A modest pace, which seems more likely around the sweeping turns of Belmont's 1 1/2-mile track, should benefit Afleet Alex. The son of Northern Afleet should assume his stalking position just off the leaders before unleashing a finishing kick in the final quarter mile.
Long shots Pinpoint and A.P. Arrow and 6-1 third choice Reverberate are among those who could be out front when the starting gate opens.
Giacomo jockey Mike Smith, who used to ride regularly in New York, is looking for his first Belmont win in his 10th attempt. The Hall of Famer believes Giacomo can pull it off.
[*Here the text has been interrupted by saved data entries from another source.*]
//! Stage DAG with a persistent state file.
//!
//! Stages run in topological order (the vec is already sorted). A stage is
//! skipped when its cached outputs are provably current, executed otherwise.
//! Failure persists the error and aborts; a later invocation resumes from
//! the failed stage because everything before it still cache-skips.

use std::path::{Path, PathBuf};
use std::time::SystemTime;

use anyhow::{Context, Result, bail};
use chrono::{DateTime, Utc};
use serde::{Deserialize, Serialize};

use crate::Map;
use crate::cli::Options;
use crate::config::SourceConfig;
use crate::path::PathManager;
use crate::utils::write_json;

#[derive(Debug, Clone, Copy, PartialEq, Eq, Serialize, Deserialize, Default)]
#[serde(rename_all = "lowercase")]
pub enum StageStatus {
    #[default]
    Pending,
    Running,
    Completed,
    Failed,
    Skipped,
}

impl StageStatus {
    pub const fn as_str(self) -> &'static str {
        match self {
            Self::Pending => "pending",
            Self::Running => "running",
            Self::Completed => "completed",
            Self::Failed => "failed",
            Self::Skipped => "skipped",
        }
    }
}

#[derive(Debug, Clone, Serialize, Deserialize, Default)]
pub struct StageState {
    pub status: StageStatus,
    #[serde(skip_serializing_if = "Option::is_none")]
    pub start_time: Option<DateTime<Utc>>,
    #[serde(skip_serializing_if = "Option::is_none")]
    pub end_time: Option<DateTime<Utc>>,
    #[serde(skip_serializing_if = "Option::is_none")]
    pub error: Option<String>,
}

/// On-disk pipeline state. Stages this build does not know about are
/// retained verbatim: the map is read whole and only our keys are updated.
#[derive(Debug, Clone, Serialize, Deserialize, Default)]
pub struct PipelineState {
    pub stages: Map<String, StageState>,
    #[serde(skip_serializing_if = "Option::is_none")]
    pub last_update: Option<DateTime<Utc>>,
}

impl PipelineState {
    /// Load the state file. An unreadable file refuses to run: the operator
    /// must remove or repair it, silently starting over would hide whatever
    /// corrupted it.
    pub fn load(path: &Path) -> Result<Self> {
        if !path.exists() {
            return Ok(Self::default());
        }
        crate::utils::read_json(path).with_context(|| {
            format!(
                "state file {} is unreadable; remove or repair it before rerunning",
                path.display()
            )
        })
    }

    fn persist(&mut self, path: &Path, pretty: bool) -> Result<()> {
        self.last_update = Some(Utc::now());
        write_json(path, self, pretty)
    }

    fn set(&mut self, name: &str, update: impl FnOnce(&mut StageState)) {
        let entry = self.stages.entry(name.to_string()).or_default();
        update(entry);
    }
}

/// Everything a stage body gets to see.
pub struct StageCtx<'a> {
    pub pm: &'a PathManager,
    pub cfg: &'a SourceConfig,
    pub opts: &'a Options,
}

pub struct Stage {
    pub name: &'static str,
    pub inputs: Vec<PathBuf>,
    pub outputs: Vec<PathBuf>,
    pub run: fn(&StageCtx) -> Result<()>,
}

fn mtime(path: &Path) -> Option<SystemTime> {
    std::fs::metadata(path).and_then(|md| md.modified()).ok()
}

/// Outputs exist and are at least as new as every input that exists.
fn outputs_current(stage: &Stage) -> bool {
    let mut oldest_output: Option<SystemTime> = None;
    for output in &stage.outputs {
        match mtime(output) {
            None => return false,
            Some(t) => {
                oldest_output = Some(match oldest_output {
                    None => t,
                    Some(prev) => prev.min(t),
                });
            }
        }
    }
    let Some(oldest_output) = oldest_output else {
        return false;
    };
    stage
        .inputs
        .iter()
        .filter_map(|input| mtime(input))
        .all(|input_time| oldest_output >= input_time)
}

fn inputs_missing(stage: &Stage) -> bool {
    !stage.inputs.is_empty() && stage.inputs.iter().all(|input| !input.exists())
}

/// Execute the stage list. `force` reruns everything; `from_stage` reruns
/// the named stage and every stage downstream of it through its artifacts.
pub fn run_pipeline(
    ctx: &StageCtx,
    stages: &[Stage],
    force: bool,
    from_stage: Option<&str>,
) -> Result<()> {
    let state_path = ctx.pm.path_state();
    let mut state = PipelineState::load(&state_path)?;

    if let Some(name) = from_stage {
        if !stages.iter().any(|s| s.name == name) {
            bail!(
                "unknown stage '{name}'. Stages: {}",
                stages.iter().map(|s| s.name).collect::<Vec<_>>().join(" | ")
            );
        }
    }

    // descendants of from_stage, via artifact reachability
    let mut dirty_paths: Vec<PathBuf> = Vec::new();
    let mut seen_from = false;

    for stage in stages {
        let mut forced = force;
        if let Some(name) = from_stage {
            if stage.name == name {
                seen_from = true;
                forced = true;
            } else if seen_from && stage.inputs.iter().any(|i| dirty_paths.contains(i)) {
                forced = true;
            }
        }
        if forced {
            dirty_paths.extend(stage.outputs.iter().cloned());
        }

        // a skipped stage stays cached: its outputs were validated when it
        // was first marked completed, and again on every later skip
        let completed = state
            .stages
            .get(stage.name)
            .is_some_and(|s| {
                matches!(s.status, StageStatus::Completed | StageStatus::Skipped)
            });

        if !forced && completed && outputs_current(stage) {
            tracing::debug!("stage {}: cached", stage.name);
            state.set(stage.name, |s| s.status = StageStatus::Skipped);
            state.persist(&state_path, ctx.opts.pretty)?;
            continue;
        }

        if inputs_missing(stage) {
            tracing::info!("stage {}: inputs missing, skipping", stage.name);
            state.set(stage.name, |s| {
                s.status = StageStatus::Skipped;
                s.error = None;
            });
            state.persist(&state_path, ctx.opts.pretty)?;
            continue;
        }

        if !ctx.opts.quiet {
            println!("▶ {}", stage.name);
        }
        state.set(stage.name, |s| {
            s.status = StageStatus::Running;
            s.start_time = Some(Utc::now());
            s.end_time = None;
            s.error = None;
        });
        state.persist(&state_path, ctx.opts.pretty)?;

        match (stage.run)(ctx) {
            Ok(()) => {
                state.set(stage.name, |s| {
                    s.status = StageStatus::Completed;
                    s.end_time = Some(Utc::now());
                });
                state.persist(&state_path, ctx.opts.pretty)?;
            }
            Err(err) => {
                let message = format!("{err:#}");
                state.set(stage.name, |s| {
                    s.status = StageStatus::Failed;
                    s.end_time = Some(Utc::now());
                    s.error = Some(message.clone());
                });
                state.persist(&state_path, ctx.opts.pretty)?;
                return Err(err.context(format!("stage '{}' failed", stage.name)));
            }
        }
    }

    Ok(())
}

/// The per-stage status table, one row per known stage plus any rows the
/// state file carries for stages we no longer know.
pub fn status_table(pm: &PathManager, stages: &[Stage]) -> Result<Vec<(String, StageState)>> {
    let state = PipelineState::load(&pm.path_state())?;
    let mut rows: Vec<(String, StageState)> = stages
        .iter()
        .map(|stage| {
            let row = state.stages.get(stage.name).cloned().unwrap_or_default();
            (stage.name.to_string(), row)
        })
        .collect();
    for (name, row) in &state.stages {
        if !stages.iter().any(|s| s.name == name) {
            rows.push((name.clone(), row.clone()));
        }
    }
    Ok(rows)
}

#[cfg(test)]
mod tests {
    use super::*;

    use std::fs;

    fn scratch() -> (tempfile::TempDir, PathManager) {
        let dir = tempfile::tempdir().unwrap();
        let pm = PathManager::new(dir.path());
        pm.setup_dirs().unwrap();
        (dir, pm)
    }

    fn ctx_parts() -> (SourceConfig, Options) {
        (SourceConfig::default(), Options::default())
    }

    fn touch(path: &Path, contents: &str) {
        fs::write(path, contents).unwrap();
    }

    fn stage_ok(name: &'static str, inputs: Vec<PathBuf>, outputs: Vec<PathBuf>) -> Stage {
        fn nop(_: &StageCtx) -> Result<()> {
            Ok(())
        }
        Stage {
            name,
            inputs,
            outputs,
            run: nop,
        }
    }

    #[test]
    fn corrupt_state_refuses_to_run() {
        let (_dir, pm) = scratch();
        touch(&pm.path_state(), "{not json");
        let (cfg, opts) = ctx_parts();
        let ctx = StageCtx {
            pm: &pm,
            cfg: &cfg,
            opts: &opts,
        };
        let err = run_pipeline(&ctx, &[], false, None).unwrap_err();
        assert!(format!("{err:#}").contains("remove or repair"));
    }

    #[test]
    fn missing_inputs_mark_skipped() {
        let (_dir, pm) = scratch();
        let (cfg, opts) = ctx_parts();
        let ctx = StageCtx {
            pm: &pm,
            cfg: &cfg,
            opts: &opts,
        };
        let stages = vec![stage_ok(
            "extract",
            vec![pm.dir_dumps().join("absent.bz2")],
            vec![pm.dir_work().join("out.jsonl")],
        )];
        run_pipeline(&ctx, &stages, false, None).unwrap();
        let state = PipelineState::load(&pm.path_state()).unwrap();
        assert_eq!(state.stages["extract"].status, StageStatus::Skipped);
    }

    #[test]
    fn failed_stage_persists_error_and_aborts() {
        let (_dir, pm) = scratch();
        let (cfg, opts) = ctx_parts();
        let ctx = StageCtx {
            pm: &pm,
            cfg: &cfg,
            opts: &opts,
        };
        fn boom(_: &StageCtx) -> Result<()> {
            bail!("kaboom")
        }
        let stages = vec![
            Stage {
                name: "first",
                inputs: vec![],
                outputs: vec![],
                run: boom,
            },
            stage_ok("second", vec![], vec![]),
        ];
        let err = run_pipeline(&ctx, &stages, false, None).unwrap_err();
        assert!(format!("{err:#}").contains("first"));
        let state = PipelineState::load(&pm.path_state()).unwrap();
        assert_eq!(state.stages["first"].status, StageStatus::Failed);
        assert_eq!(state.stages["first"].error.as_deref(), Some("kaboom"));
        // the pipeline aborted before the second stage ran
        assert!(!state.stages.contains_key("second"));
    }

    #[test]
    fn unknown_stages_are_retained() {
        let (_dir, pm) = scratch();
        touch(
            &pm.path_state(),
            r#"{"stages": {"legacy-stage": {"status": "completed"}}}"#,
        );
        let (cfg, opts) = ctx_parts();
        let ctx = StageCtx {
            pm: &pm,
            cfg: &cfg,
            opts: &opts,
        };
        let stages = vec![stage_ok("fresh", vec![], vec![])];
        run_pipeline(&ctx, &stages, false, None).unwrap();
        let state = PipelineState::load(&pm.path_state()).unwrap();
        assert_eq!(state.stages["legacy-stage"].status, StageStatus::Completed);
        assert_eq!(state.stages["fresh"].status, StageStatus::Completed);
    }

    #[test]
    fn unknown_from_stage_is_an_error() {
        let (_dir, pm) = scratch();
        let (cfg, opts) = ctx_parts();
        let ctx = StageCtx {
            pm: &pm,
            cfg: &cfg,
            opts: &opts,
        };
        let stages = vec![stage_ok("only", vec![], vec![])];
        assert!(run_pipeline(&ctx, &stages, false, Some("nope")).is_err());
    }
}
"He's got a lot of stamina, and when you ask him to go, 'Bam!"' Smith said. "He gives it to you every time and can stay. We'll just see how it works out Saturday."
Jeremy Rose is extremely confident aboard Afleet Alex, even though it's the 26-year-old rider's first Belmont.
"If we're within four or five lengths (of the lead) at the quarter pole," Rose said, "I don't think anyone in here can outkick me if he's relaxed at that point."
Afleet Alex is by far the most accomplished 3-year-old in the field. A bargain buy at $75,000 last year by the five Philadelphia friends who formed Cash Is King Stable, Alex has won seven of 11 starts and earned $2,165,800.
By contrast, 12-1 shot Chekhov was purchased for $3.3 million Michael Tabor and Derrick Smith and has one win in five starts. The colt was fourth as the 3-2 favorite in the Peter Pan Stakes.
While the Belmont looks like a two-horse race, four of the past six winners have been long shots. Birdstone returned $74 for a $2 bet, Sarava paid a record $174.50 in 2002, Commendable paid $39.60 in 2000 and Lemon Drop Kid returned $61.50 in 1999.
"You have to remember," Zito said, "the Triple Crown wears on them."